How to add categorical data to NLP generation (related to lesson 4 video)?

Hi,

Background:
I’m currently working on a problem of trying to generate an action plan based on a set of categorical data in the Mental Health domain. The particular database I’m working on has approximately 150 categorical fields (demographics, and categorical rankings [1-10] etc.) and a single free-text “action plan” field. I’m working on a small database of about 15,000 such plans. The problem I’m trying to solve is whether it would be possible to use a deep learning algorithm to automatically generate a sample plan once a user has filled in all the categorical fields.

Questions:
When watching the lesson 4 video (part 1, v2 around minute 1:28) Jeremy demonstrates how to use a fast.ai model trained on scientific papers to generate an scientific abstract given the first line of the abstract. This problem looks a lot like the problem I’m trying to solve.

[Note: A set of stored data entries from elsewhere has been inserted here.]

//! Command-line tool for building and querying manifest index files.
//!
//! # Commands
//!
//! - `create` - Create an empty index
//! - `add` / `update` / `remove` - Mutate the index from manifest files
//! - `package` - Optimize the index before shipping
//! - `search` - Query packages
//! - `versions` - List versions of one package
//! - `info` - Show schema version and last write time

use anyhow::{bail, Context};
use clap::{Args, Parser, Subcommand, ValueEnum};
use log::info;
use manifest_index_core::{
    init_logging, IdType, LoggingConfig, ManifestIndex, MatchType, OpenDisposition,
    PackageMatchField, PackageMatchFilter, RequestMatch, SchemaVersion, SearchRequest,
};
use std::path::{Path, PathBuf};
use std::time::UNIX_EPOCH;

/// Manifest index maintenance and query tool.
#[derive(Parser)]
#[command(name = "manifest-index")]
#[command(author, version, about, long_about = None)]
struct Cli {
    /// Log level (trace, debug, info, warn, error)
    #[arg(global = true, long, env = "MANIFEST_INDEX_LOG_LEVEL")]
    log_level: Option<String>,

    /// Absolute directory for rolling log files; logging is off without it
    #[arg(global = true, long, env = "MANIFEST_INDEX_LOG_DIR")]
    log_dir: Option<PathBuf>,

    #[command(subcommand)]
    command: Commands,
}

#[derive(Subcommand)]
enum Commands {
    /// Create a new, empty index file
    Create {
        index: PathBuf,

        /// Schema version as MAJOR[.MINOR] or `latest`
        #[arg(long, default_value = "latest")]
        schema: SchemaVersion,
    },

    /// Add a manifest file to the index
    Add(ManifestArgs),

    /// Update a manifest already in the index
    Update(ManifestArgs),

    /// Remove a manifest from the index
    Remove(ManifestArgs),

    /// Optimize the index for shipping
    Package { index: PathBuf },

    /// Search packages
    Search {
        index: PathBuf,

        /// Text matched against id, name, moniker, command and tag
        query: Option<String>,

        /// Match type applied to the query
        #[arg(long = "match", value_enum, default_value = "substring")]
        match_type: MatchArg,

        /// Required criterion as FIELD:MATCH:VALUE, e.g. tag:exact:editor
        #[arg(long = "filter", value_parser = parse_filter)]
        filters: Vec<PackageMatchFilter>,

        /// Additional alternative criterion as FIELD:MATCH:VALUE
        #[arg(long = "include", value_parser = parse_filter)]
        inclusions: Vec<PackageMatchFilter>,

        /// Maximum number of results, 0 for no limit
        #[arg(short, long, default_value = "0")]
        limit: usize,

        #[command(flatten)]
        open: OpenArgs,
    },

    /// List the versions of one package by its exact id
    Versions {
        index: PathBuf,
        id: String,

        #[command(flatten)]
        open: OpenArgs,
    },

    /// Show index schema version and last write time
    Info {
        index: PathBuf,

        #[command(flatten)]
        open: OpenArgs,
    },
}

#[derive(Args)]
struct ManifestArgs {
    index: PathBuf,

    /// Manifest JSON file to read
    manifest: PathBuf,

    /// Path of the manifest relative to the repository root
    relative_path: PathBuf,
}

#[derive(Args)]
struct OpenArgs {
    /// read, readwrite or immutable
    #[arg(long = "open", default_value = "read", value_parser = parse_disposition)]
    disposition: OpenDisposition,
}

#[derive(Clone, Copy, ValueEnum)]
enum MatchArg {
    Exact,
    CaseInsensitive,
    StartsWith,
    Substring,
}

impl From<MatchArg> for MatchType {
    fn from(value: MatchArg) -> Self {
        match value {
            MatchArg::Exact => Self::Exact,
            MatchArg::CaseInsensitive => Self::CaseInsensitive,
            MatchArg::StartsWith => Self::StartsWith,
            MatchArg::Substring => Self::Substring,
        }
    }
}

fn parse_disposition(value: &str) -> Result<OpenDisposition, String> {
    value.parse().map_err(|err| format!("{err}"))
}

fn parse_filter(value: &str) -> Result<PackageMatchFilter, String> {
    let mut parts = value.splitn(3, ':');
    let (Some(field), Some(match_type), Some(text)) = (parts.next(), parts.next(), parts.next())
    else {
        return Err(format!("expected FIELD:MATCH:VALUE, got `{value}`"));
    };

    let field = match field.to_ascii_lowercase().as_str() {
        "id" => PackageMatchField::Id,
        "name" => PackageMatchField::Name,
        "moniker" => PackageMatchField::Moniker,
        "tag" => PackageMatchField::Tag,
        "command" => PackageMatchField::Command,
        other => return Err(format!("unknown match field `{other}`")),
    };
    let match_type = MatchArg::from_str(match_type, true)?;

    Ok(PackageMatchFilter::new(field, match_type.into(), text))
}

fn main() -> anyhow::Result<()> {
    let cli = Cli::parse();

    if let Some(log_dir) = &cli.log_dir {
        let mut config = LoggingConfig::new(log_dir);
        if let Some(level) = &cli.log_level {
            config = config.with_level(level);
        }
        init_logging(&config).map_err(anyhow::Error::msg)?;
    }

    match cli.command {
        Commands::Create { index, schema } => {
            let created = ManifestIndex::create_new(&index, schema)
                .with_context(|| format!("failed to create index `{}`", index.display()))?;
            println!(
                "created {} with schema {}",
                index.display(),
                created.version()
            );
        }
        Commands::Add(args) => {
            let mut index = open_for_write(&args.index)?;
            index
                .add_manifest_from_path(&args.manifest, &args.relative_path)
                .with_context(|| format!("failed to add `{}`", args.manifest.display()))?;
            println!("added {}", args.relative_path.display());
        }
        Commands::Update(args) => {
            let mut index = open_for_write(&args.index)?;
            let changed = index
                .update_manifest_from_path(&args.manifest, &args.relative_path)
                .with_context(|| format!("failed to update `{}`", args.manifest.display()))?;
            if changed {
                println!("updated {}", args.relative_path.display());
            } else {
                println!("no change for {}", args.relative_path.display());
            }
        }
        Commands::Remove(args) => {
            let mut index = open_for_write(&args.index)?;
            index
                .remove_manifest_from_path(&args.manifest, &args.relative_path)
                .with_context(|| format!("failed to remove `{}`", args.manifest.display()))?;
            println!("removed {}", args.relative_path.display());
        }
        Commands::Package { index } => {
            let mut opened = open_for_write(&index)?;
            opened
                .prepare_for_packaging()
                .context("failed to prepare index for packaging")?;
            println!("packaged {}", index.display());
        }
        Commands::Search {
            index,
            query,
            match_type,
            filters,
            inclusions,
            limit,
            open,
        } => {
            let opened = open_index(&index, open.disposition)?;
            let request = SearchRequest {
                query: query.map(|value| RequestMatch::new(match_type.into(), value)),
                inclusions,
                filters,
                maximum_results: limit,
            };
            let result = opened.search(&request).context("search failed")?;
            for (id, criterion) in &result.matches {
                let id_string = opened.get_id_string_by_id(*id)?.unwrap_or_default();
                let name = opened.get_name_string_by_id(*id)?.unwrap_or_default();
                match criterion {
                    Some(criterion) => println!(
                        "{id_string}\t{name}\t{}:{}",
                        criterion.field.as_str(),
                        criterion.match_type.as_str()
                    ),
                    None => println!("{id_string}\t{name}"),
                }
            }
            if result.truncated {
                println!("(results truncated at {limit})");
            }
        }
        Commands::Versions { index, id, open } => {
            let opened = open_index(&index, open.disposition)?;
            let package = find_exact_id(&opened, &id)?;
            for entry in opened.get_versions_by_id(package)? {
                let path = opened
                    .get_path_string_by_key(package, &entry.version, &entry.channel)?
                    .unwrap_or_default();
                if entry.channel.is_empty() {
                    println!("{}\t{path}", entry.version);
                } else {
                    println!("{}\t{}\t{path}", entry.version, entry.channel);
                }
            }
        }
        Commands::Info { index, open } => {
            let opened = open_index(&index, open.disposition)?;
            let last_write = opened
                .last_write_time()?
                .duration_since(UNIX_EPOCH)
                .map(|elapsed| elapsed.as_secs())
                .unwrap_or_default();
            println!("schema_version={}", opened.version());
            println!("last_write_unix={last_write}");
        }
    }

    Ok(())
}

fn open_index(path: &Path, disposition: OpenDisposition) -> anyhow::Result<ManifestIndex> {
    info!(
        "event=cli_open module=cli status=start disposition={disposition} path={}",
        path.display()
    );
    ManifestIndex::open(path, disposition)
        .with_context(|| format!("failed to open index `{}`", path.display()))
}

fn open_for_write(path: &Path) -> anyhow::Result<ManifestIndex> {
    open_index(path, OpenDisposition::ReadWrite)
}

fn find_exact_id(index: &ManifestIndex, id: &str) -> anyhow::Result<IdType> {
    let request = SearchRequest {
        query: None,
        inclusions: Vec::new(),
        filters: vec![PackageMatchFilter::new(
            PackageMatchField::Id,
            MatchType::CaseInsensitive,
            id,
        )],
        maximum_results: 1,
    };
    let result = index.search(&request)?;
    match result.matches.first() {
        Some((package, _)) => Ok(*package),
        None => bail!("package `{id}` not found"),
    }
}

In the example he has a few metadata tags that he provides in the first line - for example " cscv algorithms. on"
I have 3 questions:

  1. Is this a standard way to incorporate categorical information into an NLP model?
  2. Would it be feasible to do this with 150 categorical variables or is there a better way to incorporate these variables?
  3. Since our database is fairly small I was thinking about first training it with some domain specific journals etc. and then feeding in our data - is this a reasonable approach or is just too little data to do anything reasonable with?

Thank you for any advice anyone has to offer!

Thank you,
Patrick

2 Likes

Hi,
Did you figure out the best approach to incorporate categorical data?